TEL AVIV, March 21 (Reuters) - Israeli food company Strauss Group reported a 12 percent fall in fourth-quarter profit on Monday, hurt by currency effects on coffee sales in emerging markets, and announced a coffee acquisition in Brazil.
Strauss said its Tres Coracoes joint venture in Brazil will buy the instant coffee operations of Cia Iguacu, a company owned by Japan’s Marubeni Corp.
The acquisition, which needs regulatory approval, would make Tres Coracoes, already Brazil’s market leader in roasted coffee, the second biggest player in the country’s instant coffee market. Financial details were not disclosed.
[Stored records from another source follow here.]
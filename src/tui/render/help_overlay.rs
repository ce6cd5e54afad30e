use ratatui::Frame;
use ratatui::layout::{Constraint, Direction, Layout, Rect};
use ratatui::style::{Modifier, Style};
use ratatui::text::{Line, Span};
use ratatui::widgets::{Block, Borders, Clear, Paragraph};

use crate::tui::app::App;

/// Render the help overlay (toggled with ?)
pub fn render_help_overlay(frame: &mut Frame, app: &App, area: Rect) {
    let overlay_area = centered_rect(70, 90, area);
    frame.render_widget(Clear, overlay_area);

    let bg = app.theme.background;
    let key_style = Style::default()
        .fg(app.theme.highlight)
        .bg(bg)
        .add_modifier(Modifier::BOLD);
    let desc_style = Style::default().fg(app.theme.text).bg(bg);
    let header_style = Style::default()
        .fg(app.theme.text_bright)
        .bg(bg)
        .add_modifier(Modifier::BOLD);

    let styles = (header_style, key_style, desc_style);
    let mut lines: Vec<Line<'static>> = Vec::new();
    lines.push(Line::from(Span::styled(" Key Bindings", header_style)));
    lines.push(Line::from(""));

    add_section(
        &mut lines,
        styles,
        " Categories",
        &[
            (" \u{2191}\u{2193}/jk", "Move cursor"),
            (" \u{2192}/l  \u{2190}/h", "Expand / collapse"),
            (" Enter/Space", "Select category"),
            (" a", "Add category"),
            (" A", "Add subcategory"),
            (" r", "Rename"),
            (" d", "Delete (asks first)"),
        ],
    );
    add_section(
        &mut lines,
        styles,
        " Todos",
        &[
            (" a", "Add todo to selected category"),
            (" Space/x", "Toggle done"),
            (" Enter/e", "Open in editor"),
        ],
    );
    add_section(
        &mut lines,
        styles,
        " Editor",
        &[
            (" Tab/Shift+Tab", "Next / previous field"),
            (" Enter", "Change category (on Category)"),
            (" Ctrl+S", "Save"),
            (" Esc", "Cancel"),
        ],
    );
    add_section(
        &mut lines,
        styles,
        " Global",
        &[
            (" Tab", "Switch pane"),
            (" u / Z", "Undo / redo"),
            (" ?", "Toggle this help"),
            (" q", "Quit"),
        ],
    );

    let block = Block::default()
        .borders(Borders::ALL)
        .border_style(Style::default().fg(app.theme.dim).bg(bg))
        .style(Style::default().bg(bg));

    let paragraph = Paragraph::new(lines)
        .block(block)
        .style(Style::default().bg(bg));

    frame.render_widget(paragraph, overlay_area);
}

fn add_section(
    lines: &mut Vec<Line<'static>>,
    (header_style, key_style, desc_style): (Style, Style, Style),
    title: &'static str,
    bindings: &[(&'static str, &'static str)],
) {
    lines.push(Line::from(Span::styled(title, header_style)));
    for &(key, desc) in bindings {
        add_binding(lines, key, desc, key_style, desc_style);
    }
    lines.push(Line::from(""));
}

fn add_binding<'a>(
    lines: &mut Vec<Line<'a>>,
    key: &'a str,
    desc: &'a str,
    key_style: Style,
    desc_style: Style,
) {
    let key_width = 16;
    let padded_key = format!("{:<width$}", key, width = key_width);
    lines.push(Line::from(vec![
        Span::styled(padded_key, key_style),
        Span::styled(desc, desc_style),
    ]));
}

/// Create a centered rectangle of the given percentage of the parent
fn centered_rect(percent_x: u16, percent_y: u16, area: Rect) -> Rect {
    let popup_layout = Layout::default()
        .direction(Direction::Vertical)
        .constraints([
            Constraint::Percentage((100 - percent_y) / 2),
            Constraint::Percentage(percent_y),
            Constraint::Percentage((100 - percent_y) / 2),
        ])
        .split(area);

    Layout::default()
        .direction(Direction::Horizontal)
        .constraints([
            Constraint::Percentage((100 - percent_x) / 2),
            Constraint::Percentage(percent_x),
            Constraint::Percentage((100 - percent_x) / 2),
        ])
        .split(popup_layout[1])[1]
}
Strauss, a maker of snacks, fresh foods and coffee, reported adjusted profit of 74 million shekels ($19.2 million) in the last three months of 2015 against 84 million a year earlier.
Revenue slipped to 1.9 billion shekels from 2.1 billion but was up 4.2 percent excluding negative foreign currency effects due to the strengthening shekel.
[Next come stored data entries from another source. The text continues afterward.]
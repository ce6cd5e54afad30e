use unicode_segmentation::UnicodeSegmentation;
use unicode_width::UnicodeWidthStr;

const TAB_WIDTH: usize = 4;

fn grapheme_width(g: &str) -> usize {
    if g == "\t" {
        TAB_WIDTH
    } else {
        UnicodeWidthStr::width(g)
    }
}

/// Terminal cells needed to show `s`.
pub fn display_width(s: &str) -> usize {
    s.graphemes(true).map(grapheme_width).sum()
}

/// Cut `s` down to `max_cells`, ending with `…` when anything was dropped.
pub fn truncate_to_width(s: &str, max_cells: usize) -> String {
    if display_width(s) <= max_cells {
        return s.to_string();
    }
    if max_cells == 0 {
        return String::new();
    }
    let budget = max_cells - 1;
    let mut used = 0;
    let mut out = String::new();
    for g in s.graphemes(true) {
        let w = grapheme_width(g);
        if used + w > budget {
            break;
        }
        used += w;
        out.push_str(g);
    }
    out.push('\u{2026}');
    out
}

/// Byte offset of the grapheme after the one at `offset`, if any.
pub fn next_grapheme_boundary(s: &str, offset: usize) -> Option<usize> {
    let g = s.get(offset..)?.graphemes(true).next()?;
    Some(offset + g.len())
}

/// Byte offset of the grapheme before `offset`, if any.
pub fn prev_grapheme_boundary(s: &str, offset: usize) -> Option<usize> {
    let g = s.get(..offset)?.graphemes(true).next_back()?;
    Some(offset - g.len())
}

/// Display column of byte `offset`.
pub fn byte_offset_to_display_col(s: &str, offset: usize) -> usize {
    display_width(&s[..offset.min(s.len())])
}

fn is_space(g: &str) -> bool {
    g.chars().all(char::is_whitespace)
}

/// Start of the word left of `offset`, skipping any whitespace first.
pub fn word_boundary_left(s: &str, offset: usize) -> usize {
    let mut pos = offset.min(s.len());
    let mut seen_word = false;
    for (i, g) in s[..pos].grapheme_indices(true).rev() {
        if is_space(g) {
            if seen_word {
                break;
            }
        } else {
            seen_word = true;
        }
        pos = i;
    }
    pos
}

/// Start of the next word right of `offset`.
pub fn word_boundary_right(s: &str, offset: usize) -> usize {
    let start = offset.min(s.len());
    let mut left_word = false;
    for (i, g) in s[start..].grapheme_indices(true) {
        if is_space(g) {
            left_word = true;
        } else if left_word {
            return start + i;
        }
    }
    s.len()
}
Strauss, the second-largest company in the Israeli food and beverage sector, is a market leader in roast and ground coffee in central and eastern Europe and Brazil, where it was hit by the weakening of the Brazilian real and Russian rouble.
Coffee revenue dropped 15 percent to 875 million shekels though excluding foreign currency effects coffee sales rose 9.4 percent.